Zudem sind die Herztöne der Künstlerin zu hören, die zugleich eine Lichtskulptur steuern.
Quatro Mensajes (Vier Botschaften) von 1974 basiert wiederum auf vier Botschaften, die
die Künstlerin zufällig dem peruanischen Fernsehen entnahm. Auf unterschiedliche Weise
hat sie diese im Hinblick auf ihre sprachlichen, auditiven und visuellen Elemente zerlegt 3
und einer Neuordnung unterzogen.

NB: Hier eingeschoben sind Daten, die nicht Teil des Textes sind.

//! Key-value storage backends.

use std::collections::BTreeMap;
use std::fs;
use std::io::ErrorKind;
use std::path::{Path, PathBuf};
use std::sync::{Mutex, MutexGuard};

use tracing::debug;

use crate::CacheError;

/// Raw byte storage keyed by record name.
pub trait KvStore: Send + Sync {
    /// Get a value. Returns `None` if the key doesn't exist.
    fn get(&self, key: &str) -> Result<Option<Vec<u8>>, CacheError>;

    /// Set a value, replacing any previous one.
    fn set(&self, key: &str, value: &[u8]) -> Result<(), CacheError>;

    /// Delete a value. Deleting a missing key is not an error.
    fn delete(&self, key: &str) -> Result<(), CacheError>;

    /// Check if a key exists.
    fn exists(&self, key: &str) -> Result<bool, CacheError> {
        Ok(self.get(key)?.is_some())
    }

    /// All keys, sorted.
    fn keys(&self) -> Result<Vec<String>, CacheError>;
}

/// In-process store, lost when dropped.
#[derive(Debug, Default)]
pub struct MemoryStore {
    entries: Mutex<BTreeMap<String, Vec<u8>>>,
}

impl MemoryStore {
    pub fn new() -> Self {
        Self::default()
    }

    fn entries(&self) -> MutexGuard<'_, BTreeMap<String, Vec<u8>>> {
        self.entries.lock().unwrap_or_else(|poisoned| poisoned.into_inner())
    }
}

impl KvStore for MemoryStore {
    fn get(&self, key: &str) -> Result<Option<Vec<u8>>, CacheError> {
        Ok(self.entries().get(key).cloned())
    }

    fn set(&self, key: &str, value: &[u8]) -> Result<(), CacheError> {
        self.entries().insert(key.to_string(), value.to_vec());
        Ok(())
    }

    fn delete(&self, key: &str) -> Result<(), CacheError> {
        self.entries().remove(key);
        Ok(())
    }

    fn exists(&self, key: &str) -> Result<bool, CacheError> {
        Ok(self.entries().contains_key(key))
    }

    fn keys(&self) -> Result<Vec<String>, CacheError> {
        Ok(self.entries().keys().cloned().collect())
    }
}

/// Directory of `<key>.json` files.
///
/// Writes go to a temporary file that is then renamed over the record, so
/// a crash mid-write leaves the previous record intact.
#[derive(Debug, Clone)]
pub struct FileStore {
    dir: PathBuf,
}

const RECORD_EXTENSION: &str = "json";

impl FileStore {
    /// Open a store rooted at `dir`, creating the directory if needed.
    pub fn open(dir: impl Into<PathBuf>) -> Result<Self, CacheError> {
        let dir = dir.into();
        fs::create_dir_all(&dir).map_err(|e| {
            CacheError::OpenError(format!("cannot create {}: {}", dir.display(), e))
        })?;
        debug!(dir = %dir.display(), "file store opened");
        Ok(Self { dir })
    }

    pub fn dir(&self) -> &Path {
        &self.dir
    }

    fn record_path(&self, key: &str) -> Result<PathBuf, CacheError> {
        let valid = !key.is_empty()
            && !key.starts_with('.')
            && key
                .chars()
                .all(|c| c.is_ascii_alphanumeric() || matches!(c, '-' | '_' | '.'));
        if !valid {
            return Err(CacheError::InvalidKey(key.to_string()));
        }
        Ok(self.dir.join(format!("{}.{}", key, RECORD_EXTENSION)))
    }
}

fn io_error(path: &Path, source: std::io::Error) -> CacheError {
    CacheError::Io {
        path: path.display().to_string(),
        source,
    }
}

impl KvStore for FileStore {
    fn get(&self, key: &str) -> Result<Option<Vec<u8>>, CacheError> {
        let path = self.record_path(key)?;
        match fs::read(&path) {
            Ok(bytes) => Ok(Some(bytes)),
            Err(e) if e.kind() == ErrorKind::NotFound => Ok(None),
            Err(e) => Err(io_error(&path, e)),
        }
    }

    fn set(&self, key: &str, value: &[u8]) -> Result<(), CacheError> {
        let path = self.record_path(key)?;
        let tmp = self.dir.join(format!(".{}.tmp", key));
        fs::write(&tmp, value).map_err(|e| io_error(&tmp, e))?;
        fs::rename(&tmp, &path).map_err(|e| io_error(&path, e))
    }

    fn delete(&self, key: &str) -> Result<(), CacheError> {
        let path = self.record_path(key)?;
        match fs::remove_file(&path) {
            Ok(()) => Ok(()),
            Err(e) if e.kind() == ErrorKind::NotFound => Ok(()),
            Err(e) => Err(io_error(&path, e)),
        }
    }

    fn exists(&self, key: &str) -> Result<bool, CacheError> {
        Ok(self.record_path(key)?.is_file())
    }

    fn keys(&self) -> Result<Vec<String>, CacheError> {
        let entries = fs::read_dir(&self.dir).map_err(|e| io_error(&self.dir, e))?;
        let mut keys = Vec::new();
        for entry in entries {
            let path = entry.map_err(|e| io_error(&self.dir, e))?.path();
            if path.extension().and_then(|e| e.to_str()) != Some(RECORD_EXTENSION) {
                continue;
            }
            if let Some(stem) = path.file_stem().and_then(|s| s.to_str()) {
                if !stem.starts_with('.') {
                    keys.push(stem.to_string());
                }
            }
        }
        keys.sort();
        Ok(keys)
    }
}

#[cfg(test)]
mod tests {
    use super::*;

    fn exercise(store: &dyn KvStore) {
        assert_eq!(store.get("cart-storage").unwrap(), None);
        assert!(!store.exists("cart-storage").unwrap());

        store.set("cart-storage", b"{\"items\":[]}").unwrap();
        store.set("ui-storage", b"{}").unwrap();
        assert_eq!(
            store.get("cart-storage").unwrap().as_deref(),
            Some(&b"{\"items\":[]}"[..])
        );
        assert!(store.exists("ui-storage").unwrap());
        assert_eq!(store.keys().unwrap(), vec!["cart-storage", "ui-storage"]);

        store.delete("cart-storage").unwrap();
        store.delete("cart-storage").unwrap();
        assert_eq!(store.keys().unwrap(), vec!["ui-storage"]);
    }

    #[test]
    fn test_memory_store() {
        exercise(&MemoryStore::new());
    }

    #[test]
    fn test_file_store() {
        let dir = tempfile::tempdir().unwrap();
        let store = FileStore::open(dir.path().join("state")).unwrap();
        exercise(&store);
        assert!(dir.path().join("state/ui-storage.json").is_file());
    }

    #[test]
    fn test_file_store_survives_reopen() {
        let dir = tempfile::tempdir().unwrap();
        FileStore::open(dir.path()).unwrap().set("wishlist-storage", b"[]").unwrap();

        let reopened = FileStore::open(dir.path()).unwrap();
        assert_eq!(
            reopened.get("wishlist-storage").unwrap().as_deref(),
            Some(&b"[]"[..])
        );
    }

    #[test]
    fn test_file_store_rejects_path_keys() {
        let dir = tempfile::tempdir().unwrap();
        let store = FileStore::open(dir.path()).unwrap();
        for key in ["", "../escape", "a/b", ".hidden", "with space"] {
            assert!(matches!(store.set(key, b"x"), Err(CacheError::InvalidKey(_))), "{key}");
        }
    }
}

Die dritte Botschaft, ein Satz aus dem Kontext der
Umweltschutzdebatte, wird dabei auf gleich mehreren Ebenen dekonstruiert: Indem
beispielsweise jedes einzelne Wort dieses Satzes durch die lexikalische Definition
desselben ersetzt wird, oder einzelne Buchstaben zum Material visueller Poesie werden.
Die Installation Perfil de la Mujer Peruana (Profil der peruanischen Frau, 1980–1981) ist vor
dem Hintergrund eines umfangreichen Kunst- und Forschungsprojekts entstanden, das
sich mit der Rolle der peruanischen Frau (im Hinblick auf Politik, Ökonomie, Religion,
Recht, Sexualität et cetera) beschäftigt.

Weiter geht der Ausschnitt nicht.